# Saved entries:
═══

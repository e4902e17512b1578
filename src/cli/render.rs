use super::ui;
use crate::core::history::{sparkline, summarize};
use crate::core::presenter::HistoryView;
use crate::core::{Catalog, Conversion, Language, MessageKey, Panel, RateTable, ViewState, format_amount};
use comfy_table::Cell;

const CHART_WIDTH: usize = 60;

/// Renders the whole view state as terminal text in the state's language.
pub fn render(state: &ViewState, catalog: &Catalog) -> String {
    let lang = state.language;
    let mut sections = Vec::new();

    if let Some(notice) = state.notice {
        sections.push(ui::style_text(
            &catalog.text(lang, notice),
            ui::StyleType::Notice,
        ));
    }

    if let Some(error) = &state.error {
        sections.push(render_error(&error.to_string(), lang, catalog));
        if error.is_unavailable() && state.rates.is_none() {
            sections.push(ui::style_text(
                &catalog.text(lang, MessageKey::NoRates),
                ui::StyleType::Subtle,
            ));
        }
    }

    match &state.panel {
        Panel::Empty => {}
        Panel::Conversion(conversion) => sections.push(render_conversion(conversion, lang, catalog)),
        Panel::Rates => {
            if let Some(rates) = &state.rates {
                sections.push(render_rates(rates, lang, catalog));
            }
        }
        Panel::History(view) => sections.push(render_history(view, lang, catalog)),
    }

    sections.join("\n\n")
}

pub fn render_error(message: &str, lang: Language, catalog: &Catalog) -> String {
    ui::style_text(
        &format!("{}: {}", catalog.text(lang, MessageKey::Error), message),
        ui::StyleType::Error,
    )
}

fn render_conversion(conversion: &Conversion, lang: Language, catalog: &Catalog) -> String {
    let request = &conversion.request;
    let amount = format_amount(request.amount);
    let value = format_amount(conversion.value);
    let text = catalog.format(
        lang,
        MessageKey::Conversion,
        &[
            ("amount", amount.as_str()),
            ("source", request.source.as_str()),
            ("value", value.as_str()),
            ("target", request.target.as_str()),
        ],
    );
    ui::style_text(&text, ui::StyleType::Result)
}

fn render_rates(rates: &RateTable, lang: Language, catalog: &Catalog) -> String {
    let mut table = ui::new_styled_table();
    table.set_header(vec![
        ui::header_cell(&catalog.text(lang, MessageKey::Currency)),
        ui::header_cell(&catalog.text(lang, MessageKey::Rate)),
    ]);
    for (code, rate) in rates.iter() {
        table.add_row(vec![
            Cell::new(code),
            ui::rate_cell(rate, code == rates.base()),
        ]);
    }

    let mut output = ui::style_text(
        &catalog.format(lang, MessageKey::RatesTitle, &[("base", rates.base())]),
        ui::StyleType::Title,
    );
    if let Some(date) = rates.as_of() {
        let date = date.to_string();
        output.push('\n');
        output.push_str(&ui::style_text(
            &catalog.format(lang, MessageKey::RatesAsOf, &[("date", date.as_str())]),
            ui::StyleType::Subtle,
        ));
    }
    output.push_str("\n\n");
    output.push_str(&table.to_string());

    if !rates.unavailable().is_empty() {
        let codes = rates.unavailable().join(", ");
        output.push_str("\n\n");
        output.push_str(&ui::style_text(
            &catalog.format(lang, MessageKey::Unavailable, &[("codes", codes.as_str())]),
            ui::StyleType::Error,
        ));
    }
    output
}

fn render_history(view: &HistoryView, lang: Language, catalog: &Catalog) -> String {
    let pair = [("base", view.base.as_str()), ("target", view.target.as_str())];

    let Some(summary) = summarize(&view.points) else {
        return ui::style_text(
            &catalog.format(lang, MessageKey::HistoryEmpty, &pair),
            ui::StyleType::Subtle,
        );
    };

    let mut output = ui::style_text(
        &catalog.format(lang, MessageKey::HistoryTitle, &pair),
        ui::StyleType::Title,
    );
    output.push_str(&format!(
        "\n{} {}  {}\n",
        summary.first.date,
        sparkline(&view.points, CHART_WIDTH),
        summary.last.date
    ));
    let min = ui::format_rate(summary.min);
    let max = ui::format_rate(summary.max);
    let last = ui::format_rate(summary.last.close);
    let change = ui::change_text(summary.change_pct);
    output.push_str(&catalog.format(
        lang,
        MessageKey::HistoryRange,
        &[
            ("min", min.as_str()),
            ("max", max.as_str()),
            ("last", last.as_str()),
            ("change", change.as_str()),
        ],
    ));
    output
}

═══

# Description of the task:
Every entry above has to be returned exactly as written.

# Result of the exercise:
repository e4902e17512b1578
filename src/cli/render.rs
use super::ui;
use crate::core::history::{sparkline, summarize};
use crate::core::presenter::HistoryView;
use crate::core::{Catalog, Conversion, Language, MessageKey, Panel, RateTable, ViewState, format_amount};
use comfy_table::Cell;

const CHART_WIDTH: usize = 60;

/// Renders the whole view state as terminal text in the state's language.
pub fn render(state: &ViewState, catalog: &Catalog) -> String {
    let lang = state.language;
    let mut sections = Vec::new();

    if let Some(notice) = state.notice {
        sections.push(ui::style_text(
            &catalog.text(lang, notice),
            ui::StyleType::Notice,
        ));
    }

    if let Some(error) = &state.error {
        sections.push(render_error(&error.to_string(), lang, catalog));
        if error.is_unavailable() && state.rates.is_none() {
            sections.push(ui::style_text(
                &catalog.text(lang, MessageKey::NoRates),
                ui::StyleType::Subtle,
            ));
        }
    }

    match &state.panel {
        Panel::Empty => {}
        Panel::Conversion(conversion) => sections.push(render_conversion(conversion, lang, catalog)),
        Panel::Rates => {
            if let Some(rates) = &state.rates {
                sections.push(render_rates(rates, lang, catalog));
            }
        }
        Panel::History(view) => sections.push(render_history(view, lang, catalog)),
    }

    sections.join("\n\n")
}

pub fn render_error(message: &str, lang: Language, catalog: &Catalog) -> String {
    ui::style_text(
        &format!("{}: {}", catalog.text(lang, MessageKey::Error), message),
        ui::StyleType::Error,
    )
}

fn render_conversion(conversion: &Conversion, lang: Language, catalog: &Catalog) -> String {
    let request = &conversion.request;
    let amount = format_amount(request.amount);
    let value = format_amount(conversion.value);
    let text = catalog.format(
        lang,
        MessageKey::Conversion,
        &[
            ("amount", amount.as_str()),
            ("source", request.source.as_str()),
            ("value", value.as_str()),
            ("target", request.target.as_str()),
        ],
    );
    ui::style_text(&text, ui::StyleType::Result)
}

fn render_rates(rates: &RateTable, lang: Language, catalog: &Catalog) -> String {
    let mut table = ui::new_styled_table();
    table.set_header(vec![
        ui::header_cell(&catalog.text(lang, MessageKey::Currency)),
        ui::header_cell(&catalog.text(lang, MessageKey::Rate)),
    ]);
    for (code, rate) in rates.iter() {
        table.add_row(vec![
            Cell::new(code),
            ui::rate_cell(rate, code == rates.base()),
        ]);
    }

    let mut output = ui::style_text(
        &catalog.format(lang, MessageKey::RatesTitle, &[("base", rates.base())]),
        ui::StyleType::Title,
    );
    if let Some(date) = rates.as_of() {
        let date = date.to_string();
        output.push('\n');
        output.push_str(&ui::style_text(
            &catalog.format(lang, MessageKey::RatesAsOf, &[("date", date.as_str())]),
            ui::StyleType::Subtle,
        ));
    }
    output.push_str("\n\n");
    output.push_str(&table.to_string());

    if !rates.unavailable().is_empty() {
        let codes = rates.unavailable().join(", ");
        output.push_str("\n\n");
        output.push_str(&ui::style_text(
            &catalog.format(lang, MessageKey::Unavailable, &[("codes", codes.as_str())]),
            ui::StyleType::Error,
        ));
    }
    output
}

fn render_history(view: &HistoryView, lang: Language, catalog: &Catalog) -> String {
    let pair = [("base", view.base.as_str()), ("target", view.target.as_str())];

    let Some(summary) = summarize(&view.points) else {
        return ui::style_text(
            &catalog.format(lang, MessageKey::HistoryEmpty, &pair),
            ui::StyleType::Subtle,
        );
    };

    let mut output = ui::style_text(
        &catalog.format(lang, MessageKey::HistoryTitle, &pair),
        ui::StyleType::Title,
    );
    output.push_str(&format!(
        "\n{} {}  {}\n",
        summary.first.date,
        sparkline(&view.points, CHART_WIDTH),
        summary.last.date
    ));
    let min = ui::format_rate(summary.min);
    let max = ui::format_rate(summary.max);
    let last = ui::format_rate(summary.last.close);
    let change = ui::change_text(summary.change_pct);
    output.push_str(&catalog.format(
        lang,
        MessageKey::HistoryRange,
        &[
            ("min", min.as_str()),
            ("max", max.as_str()),
            ("last", last.as_str()),
            ("change", change.as_str()),
        ],
    ));
    output
}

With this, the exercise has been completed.